### Required work
Set out exactly every line of the entries below, starting at the line that holds "use tracing_subscriber::Layer;" and stopping after the line that holds "field, if recorded.".

### Dataset entries
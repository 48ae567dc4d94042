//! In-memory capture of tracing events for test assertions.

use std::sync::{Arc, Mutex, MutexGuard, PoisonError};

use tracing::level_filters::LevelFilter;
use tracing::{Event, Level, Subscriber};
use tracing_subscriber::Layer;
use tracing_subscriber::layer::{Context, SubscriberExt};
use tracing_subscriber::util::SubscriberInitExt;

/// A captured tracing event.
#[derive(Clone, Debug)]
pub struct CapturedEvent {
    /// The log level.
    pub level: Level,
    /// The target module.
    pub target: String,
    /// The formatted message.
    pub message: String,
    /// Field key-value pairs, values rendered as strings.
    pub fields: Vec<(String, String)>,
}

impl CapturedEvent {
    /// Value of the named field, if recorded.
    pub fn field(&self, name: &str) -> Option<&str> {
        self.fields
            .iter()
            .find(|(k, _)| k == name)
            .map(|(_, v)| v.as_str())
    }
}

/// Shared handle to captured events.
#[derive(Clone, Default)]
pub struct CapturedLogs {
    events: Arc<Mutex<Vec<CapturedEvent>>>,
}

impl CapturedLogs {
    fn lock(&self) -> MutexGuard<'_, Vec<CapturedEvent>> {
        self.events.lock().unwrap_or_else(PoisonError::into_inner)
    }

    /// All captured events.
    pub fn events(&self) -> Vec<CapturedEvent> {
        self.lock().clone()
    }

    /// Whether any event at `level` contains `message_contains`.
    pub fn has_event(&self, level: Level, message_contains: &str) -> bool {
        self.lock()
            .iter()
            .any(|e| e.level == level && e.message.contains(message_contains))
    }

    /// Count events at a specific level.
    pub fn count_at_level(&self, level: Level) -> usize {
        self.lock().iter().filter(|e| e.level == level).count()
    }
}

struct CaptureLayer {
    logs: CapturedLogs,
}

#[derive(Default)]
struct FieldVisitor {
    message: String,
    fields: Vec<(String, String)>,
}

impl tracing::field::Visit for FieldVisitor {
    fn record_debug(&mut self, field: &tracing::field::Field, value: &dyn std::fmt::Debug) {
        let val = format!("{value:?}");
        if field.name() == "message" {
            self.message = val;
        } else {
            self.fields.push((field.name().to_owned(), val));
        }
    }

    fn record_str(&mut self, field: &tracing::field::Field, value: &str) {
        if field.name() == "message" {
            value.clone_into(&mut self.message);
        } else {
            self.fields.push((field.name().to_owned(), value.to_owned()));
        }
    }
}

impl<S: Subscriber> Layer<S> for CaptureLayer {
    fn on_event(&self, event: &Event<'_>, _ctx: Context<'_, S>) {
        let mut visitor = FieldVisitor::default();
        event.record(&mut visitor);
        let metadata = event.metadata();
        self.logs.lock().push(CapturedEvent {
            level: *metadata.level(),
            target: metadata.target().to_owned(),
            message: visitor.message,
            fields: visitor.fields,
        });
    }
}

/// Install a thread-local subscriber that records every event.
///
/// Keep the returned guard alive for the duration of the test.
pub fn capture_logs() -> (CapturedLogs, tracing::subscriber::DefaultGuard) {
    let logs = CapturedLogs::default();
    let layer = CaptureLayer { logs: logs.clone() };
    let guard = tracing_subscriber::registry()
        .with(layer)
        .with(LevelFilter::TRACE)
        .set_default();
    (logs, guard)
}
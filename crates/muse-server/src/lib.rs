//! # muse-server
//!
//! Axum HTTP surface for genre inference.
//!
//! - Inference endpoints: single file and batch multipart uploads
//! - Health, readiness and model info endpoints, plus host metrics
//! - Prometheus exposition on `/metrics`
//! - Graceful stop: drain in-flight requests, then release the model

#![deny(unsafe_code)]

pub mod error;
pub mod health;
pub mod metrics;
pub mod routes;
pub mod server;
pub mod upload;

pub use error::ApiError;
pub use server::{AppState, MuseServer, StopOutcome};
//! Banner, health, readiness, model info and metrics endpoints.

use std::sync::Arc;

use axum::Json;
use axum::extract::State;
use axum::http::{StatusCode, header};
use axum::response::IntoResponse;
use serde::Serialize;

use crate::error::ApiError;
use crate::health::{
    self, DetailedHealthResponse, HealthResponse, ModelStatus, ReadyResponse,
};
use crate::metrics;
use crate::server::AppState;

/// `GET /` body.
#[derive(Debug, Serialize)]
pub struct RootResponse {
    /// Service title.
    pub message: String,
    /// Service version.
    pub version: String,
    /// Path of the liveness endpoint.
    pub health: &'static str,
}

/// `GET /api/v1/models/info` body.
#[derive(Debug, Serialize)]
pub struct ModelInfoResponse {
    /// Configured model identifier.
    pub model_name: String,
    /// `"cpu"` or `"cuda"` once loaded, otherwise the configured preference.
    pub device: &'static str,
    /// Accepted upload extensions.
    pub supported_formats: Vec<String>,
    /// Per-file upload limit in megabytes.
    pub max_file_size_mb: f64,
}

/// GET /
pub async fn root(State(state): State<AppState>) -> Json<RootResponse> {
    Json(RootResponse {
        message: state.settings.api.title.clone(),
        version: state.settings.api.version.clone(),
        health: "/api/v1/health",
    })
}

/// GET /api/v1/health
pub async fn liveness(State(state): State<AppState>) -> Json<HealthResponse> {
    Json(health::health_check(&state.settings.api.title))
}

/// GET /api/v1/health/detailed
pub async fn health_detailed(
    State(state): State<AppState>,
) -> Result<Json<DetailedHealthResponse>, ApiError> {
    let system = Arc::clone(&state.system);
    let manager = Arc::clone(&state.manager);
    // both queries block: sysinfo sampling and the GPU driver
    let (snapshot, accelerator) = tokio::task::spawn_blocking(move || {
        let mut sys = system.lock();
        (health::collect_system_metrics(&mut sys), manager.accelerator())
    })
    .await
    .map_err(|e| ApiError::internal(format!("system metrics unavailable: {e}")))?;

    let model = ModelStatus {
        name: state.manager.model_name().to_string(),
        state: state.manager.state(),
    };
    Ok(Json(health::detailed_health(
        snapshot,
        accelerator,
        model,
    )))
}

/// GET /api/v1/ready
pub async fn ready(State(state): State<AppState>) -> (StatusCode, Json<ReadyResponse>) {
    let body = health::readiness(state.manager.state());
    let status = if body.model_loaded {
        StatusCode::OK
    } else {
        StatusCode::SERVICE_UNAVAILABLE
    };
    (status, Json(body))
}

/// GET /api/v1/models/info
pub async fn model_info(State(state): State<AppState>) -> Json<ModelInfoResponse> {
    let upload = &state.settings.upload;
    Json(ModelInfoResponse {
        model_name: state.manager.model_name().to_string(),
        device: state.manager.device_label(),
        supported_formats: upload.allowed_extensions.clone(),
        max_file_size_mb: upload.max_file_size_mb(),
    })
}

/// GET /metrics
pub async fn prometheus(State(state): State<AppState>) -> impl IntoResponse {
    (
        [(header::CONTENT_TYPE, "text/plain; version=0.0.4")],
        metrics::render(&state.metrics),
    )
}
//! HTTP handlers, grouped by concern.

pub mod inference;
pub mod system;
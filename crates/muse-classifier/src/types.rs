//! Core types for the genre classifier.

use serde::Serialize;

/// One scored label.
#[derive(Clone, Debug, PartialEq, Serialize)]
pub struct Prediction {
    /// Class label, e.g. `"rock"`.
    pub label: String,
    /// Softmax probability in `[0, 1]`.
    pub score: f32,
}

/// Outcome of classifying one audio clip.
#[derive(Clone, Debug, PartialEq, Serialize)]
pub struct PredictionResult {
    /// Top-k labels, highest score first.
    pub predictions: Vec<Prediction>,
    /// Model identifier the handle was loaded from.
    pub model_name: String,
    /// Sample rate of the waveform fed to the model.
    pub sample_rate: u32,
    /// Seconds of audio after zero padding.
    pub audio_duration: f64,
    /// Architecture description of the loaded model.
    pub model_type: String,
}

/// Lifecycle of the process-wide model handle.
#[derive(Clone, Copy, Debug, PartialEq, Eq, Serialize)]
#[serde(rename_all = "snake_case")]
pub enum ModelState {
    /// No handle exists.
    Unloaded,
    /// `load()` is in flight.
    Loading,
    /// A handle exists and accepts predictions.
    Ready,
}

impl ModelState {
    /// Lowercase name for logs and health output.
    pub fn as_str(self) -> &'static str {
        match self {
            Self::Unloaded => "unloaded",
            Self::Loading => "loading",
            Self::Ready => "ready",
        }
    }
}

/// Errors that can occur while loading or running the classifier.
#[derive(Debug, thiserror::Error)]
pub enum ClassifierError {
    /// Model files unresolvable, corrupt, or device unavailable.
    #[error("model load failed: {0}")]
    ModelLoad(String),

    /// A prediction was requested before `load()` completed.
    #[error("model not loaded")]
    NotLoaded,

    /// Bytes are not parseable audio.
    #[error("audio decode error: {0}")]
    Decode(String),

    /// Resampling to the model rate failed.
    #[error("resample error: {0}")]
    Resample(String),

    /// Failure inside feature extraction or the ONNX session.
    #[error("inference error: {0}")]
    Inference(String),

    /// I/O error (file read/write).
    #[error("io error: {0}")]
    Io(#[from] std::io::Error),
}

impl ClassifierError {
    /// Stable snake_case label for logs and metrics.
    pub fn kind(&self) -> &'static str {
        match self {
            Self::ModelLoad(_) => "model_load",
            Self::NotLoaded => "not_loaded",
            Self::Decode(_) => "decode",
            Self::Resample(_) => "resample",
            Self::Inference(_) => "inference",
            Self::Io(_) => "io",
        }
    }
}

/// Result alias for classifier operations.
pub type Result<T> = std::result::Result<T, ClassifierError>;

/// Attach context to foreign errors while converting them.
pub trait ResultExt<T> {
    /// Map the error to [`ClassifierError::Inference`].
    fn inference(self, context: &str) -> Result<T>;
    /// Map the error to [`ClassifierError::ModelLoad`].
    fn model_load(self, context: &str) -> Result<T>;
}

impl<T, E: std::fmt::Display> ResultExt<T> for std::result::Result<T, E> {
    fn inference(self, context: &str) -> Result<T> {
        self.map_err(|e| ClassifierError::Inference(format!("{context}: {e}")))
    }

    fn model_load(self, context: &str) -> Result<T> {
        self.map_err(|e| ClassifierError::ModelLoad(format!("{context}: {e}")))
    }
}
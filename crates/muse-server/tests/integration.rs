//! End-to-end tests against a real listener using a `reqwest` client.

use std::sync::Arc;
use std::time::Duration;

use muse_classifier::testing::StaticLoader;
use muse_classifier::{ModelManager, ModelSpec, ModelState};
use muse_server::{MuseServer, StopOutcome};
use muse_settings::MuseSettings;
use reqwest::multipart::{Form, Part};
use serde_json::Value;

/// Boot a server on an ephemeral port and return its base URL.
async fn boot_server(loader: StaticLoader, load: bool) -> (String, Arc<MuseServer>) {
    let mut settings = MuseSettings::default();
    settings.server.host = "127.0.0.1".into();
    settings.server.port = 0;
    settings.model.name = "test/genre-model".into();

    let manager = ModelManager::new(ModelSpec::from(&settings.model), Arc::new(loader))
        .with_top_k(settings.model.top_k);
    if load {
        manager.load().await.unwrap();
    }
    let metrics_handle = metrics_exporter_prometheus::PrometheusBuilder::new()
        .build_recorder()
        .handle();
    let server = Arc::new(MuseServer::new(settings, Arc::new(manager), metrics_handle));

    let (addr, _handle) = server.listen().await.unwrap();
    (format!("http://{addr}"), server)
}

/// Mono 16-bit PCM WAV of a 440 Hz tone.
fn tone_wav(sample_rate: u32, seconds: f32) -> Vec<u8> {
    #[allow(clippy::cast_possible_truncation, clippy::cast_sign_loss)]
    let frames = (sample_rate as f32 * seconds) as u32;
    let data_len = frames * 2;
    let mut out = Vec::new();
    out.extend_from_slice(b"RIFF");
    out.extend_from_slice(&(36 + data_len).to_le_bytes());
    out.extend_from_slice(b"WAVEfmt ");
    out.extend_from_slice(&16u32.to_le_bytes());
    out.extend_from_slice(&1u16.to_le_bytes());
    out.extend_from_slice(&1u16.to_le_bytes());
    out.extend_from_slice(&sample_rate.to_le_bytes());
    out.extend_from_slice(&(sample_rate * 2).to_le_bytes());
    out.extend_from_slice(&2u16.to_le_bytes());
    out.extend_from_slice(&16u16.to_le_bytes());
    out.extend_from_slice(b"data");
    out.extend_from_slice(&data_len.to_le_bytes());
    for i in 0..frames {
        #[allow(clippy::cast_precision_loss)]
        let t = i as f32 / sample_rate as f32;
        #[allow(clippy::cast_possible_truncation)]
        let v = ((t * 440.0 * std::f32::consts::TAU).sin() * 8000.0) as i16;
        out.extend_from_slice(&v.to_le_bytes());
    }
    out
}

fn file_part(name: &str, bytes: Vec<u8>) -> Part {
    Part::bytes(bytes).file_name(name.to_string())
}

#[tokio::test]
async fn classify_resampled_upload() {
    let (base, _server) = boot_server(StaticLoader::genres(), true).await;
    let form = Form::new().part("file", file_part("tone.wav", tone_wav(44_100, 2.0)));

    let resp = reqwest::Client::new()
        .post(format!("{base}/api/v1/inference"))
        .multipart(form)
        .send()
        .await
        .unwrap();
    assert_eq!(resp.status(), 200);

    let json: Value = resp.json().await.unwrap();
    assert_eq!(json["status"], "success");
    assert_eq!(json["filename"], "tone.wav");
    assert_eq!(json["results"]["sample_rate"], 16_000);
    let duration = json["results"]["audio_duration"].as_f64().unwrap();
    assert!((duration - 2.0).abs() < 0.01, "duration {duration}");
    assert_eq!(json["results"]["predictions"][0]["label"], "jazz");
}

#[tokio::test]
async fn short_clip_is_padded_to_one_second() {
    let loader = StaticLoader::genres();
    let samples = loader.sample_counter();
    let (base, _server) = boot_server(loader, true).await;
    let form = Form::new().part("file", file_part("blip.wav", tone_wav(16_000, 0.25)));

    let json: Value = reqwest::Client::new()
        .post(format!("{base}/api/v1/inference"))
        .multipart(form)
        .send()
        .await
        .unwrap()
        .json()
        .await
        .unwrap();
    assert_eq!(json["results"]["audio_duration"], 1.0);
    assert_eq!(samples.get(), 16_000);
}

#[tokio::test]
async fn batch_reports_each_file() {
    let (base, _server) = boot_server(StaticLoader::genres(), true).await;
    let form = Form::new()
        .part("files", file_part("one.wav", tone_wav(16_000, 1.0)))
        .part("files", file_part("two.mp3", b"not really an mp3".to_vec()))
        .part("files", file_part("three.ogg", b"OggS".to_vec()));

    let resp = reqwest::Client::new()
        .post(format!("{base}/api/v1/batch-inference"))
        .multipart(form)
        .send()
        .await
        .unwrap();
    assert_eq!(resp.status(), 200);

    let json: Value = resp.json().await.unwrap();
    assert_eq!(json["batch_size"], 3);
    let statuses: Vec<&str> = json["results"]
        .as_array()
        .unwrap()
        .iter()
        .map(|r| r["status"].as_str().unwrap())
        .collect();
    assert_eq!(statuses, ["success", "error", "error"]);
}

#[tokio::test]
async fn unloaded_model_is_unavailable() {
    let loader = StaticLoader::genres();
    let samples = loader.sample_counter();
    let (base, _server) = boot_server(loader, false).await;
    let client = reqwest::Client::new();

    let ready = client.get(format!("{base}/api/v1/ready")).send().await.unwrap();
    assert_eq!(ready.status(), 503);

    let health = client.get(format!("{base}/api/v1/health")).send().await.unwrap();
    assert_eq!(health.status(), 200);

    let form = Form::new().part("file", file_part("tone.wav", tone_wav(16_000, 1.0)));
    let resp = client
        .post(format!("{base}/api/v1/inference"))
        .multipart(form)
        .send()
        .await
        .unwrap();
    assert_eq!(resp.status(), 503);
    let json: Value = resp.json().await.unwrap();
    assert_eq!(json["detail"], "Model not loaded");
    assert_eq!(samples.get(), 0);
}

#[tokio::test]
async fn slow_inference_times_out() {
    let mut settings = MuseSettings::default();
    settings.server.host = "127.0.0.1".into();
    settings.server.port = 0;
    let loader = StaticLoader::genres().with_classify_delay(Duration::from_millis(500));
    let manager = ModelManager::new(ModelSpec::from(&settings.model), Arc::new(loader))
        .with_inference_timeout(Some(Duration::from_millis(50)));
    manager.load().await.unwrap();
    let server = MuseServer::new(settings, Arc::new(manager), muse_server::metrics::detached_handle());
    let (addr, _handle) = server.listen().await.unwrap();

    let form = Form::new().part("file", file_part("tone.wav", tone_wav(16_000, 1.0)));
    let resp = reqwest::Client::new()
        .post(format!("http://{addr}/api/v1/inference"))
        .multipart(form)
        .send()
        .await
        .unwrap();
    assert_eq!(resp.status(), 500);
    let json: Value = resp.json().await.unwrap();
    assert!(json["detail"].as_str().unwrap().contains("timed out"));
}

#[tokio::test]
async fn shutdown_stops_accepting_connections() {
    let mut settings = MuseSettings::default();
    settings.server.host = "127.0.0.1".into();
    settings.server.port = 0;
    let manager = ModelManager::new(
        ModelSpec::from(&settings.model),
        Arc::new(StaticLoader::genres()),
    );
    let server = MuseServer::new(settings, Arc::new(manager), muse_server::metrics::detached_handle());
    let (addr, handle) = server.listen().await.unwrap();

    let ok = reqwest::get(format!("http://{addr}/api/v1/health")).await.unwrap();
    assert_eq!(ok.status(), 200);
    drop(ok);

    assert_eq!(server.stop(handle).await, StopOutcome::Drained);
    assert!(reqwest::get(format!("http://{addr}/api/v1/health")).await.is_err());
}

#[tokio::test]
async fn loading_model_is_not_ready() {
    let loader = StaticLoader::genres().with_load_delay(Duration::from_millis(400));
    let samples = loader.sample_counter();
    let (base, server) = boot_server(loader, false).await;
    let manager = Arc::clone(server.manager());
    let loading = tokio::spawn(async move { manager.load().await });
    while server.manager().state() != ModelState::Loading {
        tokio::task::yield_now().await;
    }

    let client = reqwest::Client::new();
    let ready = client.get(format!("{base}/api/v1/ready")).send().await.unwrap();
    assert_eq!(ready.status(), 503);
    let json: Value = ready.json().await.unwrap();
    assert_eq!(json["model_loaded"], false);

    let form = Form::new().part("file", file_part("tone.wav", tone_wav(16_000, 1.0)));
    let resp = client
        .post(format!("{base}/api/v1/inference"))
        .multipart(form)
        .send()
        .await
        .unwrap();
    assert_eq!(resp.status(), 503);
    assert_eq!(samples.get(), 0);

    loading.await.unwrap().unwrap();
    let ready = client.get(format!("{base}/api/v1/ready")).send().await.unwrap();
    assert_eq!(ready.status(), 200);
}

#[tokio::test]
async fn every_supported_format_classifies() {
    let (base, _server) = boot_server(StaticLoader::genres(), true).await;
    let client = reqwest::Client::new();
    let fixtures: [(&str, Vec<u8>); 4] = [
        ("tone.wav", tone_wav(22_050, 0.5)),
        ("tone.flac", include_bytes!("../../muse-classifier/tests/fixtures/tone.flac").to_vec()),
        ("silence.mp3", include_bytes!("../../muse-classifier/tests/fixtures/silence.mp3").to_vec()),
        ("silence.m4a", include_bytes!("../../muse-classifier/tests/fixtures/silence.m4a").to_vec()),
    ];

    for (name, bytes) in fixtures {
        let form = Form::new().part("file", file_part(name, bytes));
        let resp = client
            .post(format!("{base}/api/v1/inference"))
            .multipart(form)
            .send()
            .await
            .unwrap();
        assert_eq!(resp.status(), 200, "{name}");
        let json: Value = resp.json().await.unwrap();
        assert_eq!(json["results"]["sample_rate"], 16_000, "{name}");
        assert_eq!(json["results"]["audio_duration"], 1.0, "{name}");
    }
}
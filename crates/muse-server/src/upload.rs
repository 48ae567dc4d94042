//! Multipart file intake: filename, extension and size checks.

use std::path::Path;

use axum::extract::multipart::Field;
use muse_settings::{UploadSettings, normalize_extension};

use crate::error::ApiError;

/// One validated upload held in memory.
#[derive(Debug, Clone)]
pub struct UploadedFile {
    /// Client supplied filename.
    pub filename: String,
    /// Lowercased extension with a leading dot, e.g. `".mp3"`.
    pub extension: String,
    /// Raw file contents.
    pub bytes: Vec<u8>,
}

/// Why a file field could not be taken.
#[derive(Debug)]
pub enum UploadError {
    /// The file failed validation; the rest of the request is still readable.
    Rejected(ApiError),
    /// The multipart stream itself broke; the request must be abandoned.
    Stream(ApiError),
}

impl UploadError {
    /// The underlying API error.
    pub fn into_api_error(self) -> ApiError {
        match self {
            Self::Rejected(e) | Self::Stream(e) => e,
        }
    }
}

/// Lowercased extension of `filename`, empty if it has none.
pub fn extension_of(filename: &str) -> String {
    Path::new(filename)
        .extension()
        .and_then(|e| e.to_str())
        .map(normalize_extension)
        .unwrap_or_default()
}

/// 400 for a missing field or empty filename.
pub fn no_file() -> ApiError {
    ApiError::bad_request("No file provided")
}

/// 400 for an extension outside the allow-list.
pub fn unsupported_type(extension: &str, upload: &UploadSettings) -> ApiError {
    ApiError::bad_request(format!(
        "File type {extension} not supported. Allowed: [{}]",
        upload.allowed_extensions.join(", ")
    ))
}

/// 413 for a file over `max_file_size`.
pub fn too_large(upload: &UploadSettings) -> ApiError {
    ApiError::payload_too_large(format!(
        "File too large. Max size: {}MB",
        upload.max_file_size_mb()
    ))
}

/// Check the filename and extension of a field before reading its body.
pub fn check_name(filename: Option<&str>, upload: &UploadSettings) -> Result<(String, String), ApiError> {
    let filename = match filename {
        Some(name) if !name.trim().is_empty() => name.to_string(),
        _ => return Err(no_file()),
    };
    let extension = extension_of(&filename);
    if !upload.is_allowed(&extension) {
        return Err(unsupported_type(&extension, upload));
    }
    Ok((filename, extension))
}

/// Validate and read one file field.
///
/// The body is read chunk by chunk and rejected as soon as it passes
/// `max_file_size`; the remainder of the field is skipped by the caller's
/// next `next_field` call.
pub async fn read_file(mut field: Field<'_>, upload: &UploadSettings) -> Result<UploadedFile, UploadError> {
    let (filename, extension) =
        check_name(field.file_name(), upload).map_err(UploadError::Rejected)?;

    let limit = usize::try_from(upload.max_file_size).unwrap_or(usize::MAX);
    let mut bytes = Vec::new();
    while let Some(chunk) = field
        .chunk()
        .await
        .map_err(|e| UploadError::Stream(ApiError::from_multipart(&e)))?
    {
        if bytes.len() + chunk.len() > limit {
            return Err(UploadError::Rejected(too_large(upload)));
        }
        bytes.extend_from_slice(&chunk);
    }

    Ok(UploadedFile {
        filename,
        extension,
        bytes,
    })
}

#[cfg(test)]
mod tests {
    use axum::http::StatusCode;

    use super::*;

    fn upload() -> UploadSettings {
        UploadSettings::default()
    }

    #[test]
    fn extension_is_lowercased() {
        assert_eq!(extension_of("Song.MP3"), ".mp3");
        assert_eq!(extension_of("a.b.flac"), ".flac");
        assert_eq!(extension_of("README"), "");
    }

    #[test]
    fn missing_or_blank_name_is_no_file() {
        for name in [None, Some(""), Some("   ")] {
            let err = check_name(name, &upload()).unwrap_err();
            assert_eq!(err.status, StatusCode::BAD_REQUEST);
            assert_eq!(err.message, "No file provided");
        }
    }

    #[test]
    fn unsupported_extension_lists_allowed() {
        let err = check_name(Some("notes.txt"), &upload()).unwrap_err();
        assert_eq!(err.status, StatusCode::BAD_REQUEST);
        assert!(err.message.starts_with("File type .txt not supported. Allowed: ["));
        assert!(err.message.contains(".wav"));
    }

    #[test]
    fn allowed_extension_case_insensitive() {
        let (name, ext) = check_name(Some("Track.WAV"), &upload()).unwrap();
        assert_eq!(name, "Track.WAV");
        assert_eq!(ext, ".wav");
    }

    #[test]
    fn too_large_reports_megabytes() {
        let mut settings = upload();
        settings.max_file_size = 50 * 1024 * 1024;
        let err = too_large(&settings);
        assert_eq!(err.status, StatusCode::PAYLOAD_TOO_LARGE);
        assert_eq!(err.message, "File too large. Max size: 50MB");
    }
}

### Solution
use tracing_subscriber::Layer;
use tracing_subscriber::layer::{Context, SubscriberExt};
use tracing_subscriber::util::SubscriberInitExt;

/// A captured tracing event.
#[derive(Clone, Debug)]
pub struct CapturedEvent {
    /// The log level.
    pub level: Level,
    /// The target module.
    pub target: String,
    /// The formatted message.
    pub message: String,
    /// Field key-value pairs, values rendered as strings.
    pub fields: Vec<(String, String)>,
}

impl CapturedEvent {
    /// Value of the named field, if recorded.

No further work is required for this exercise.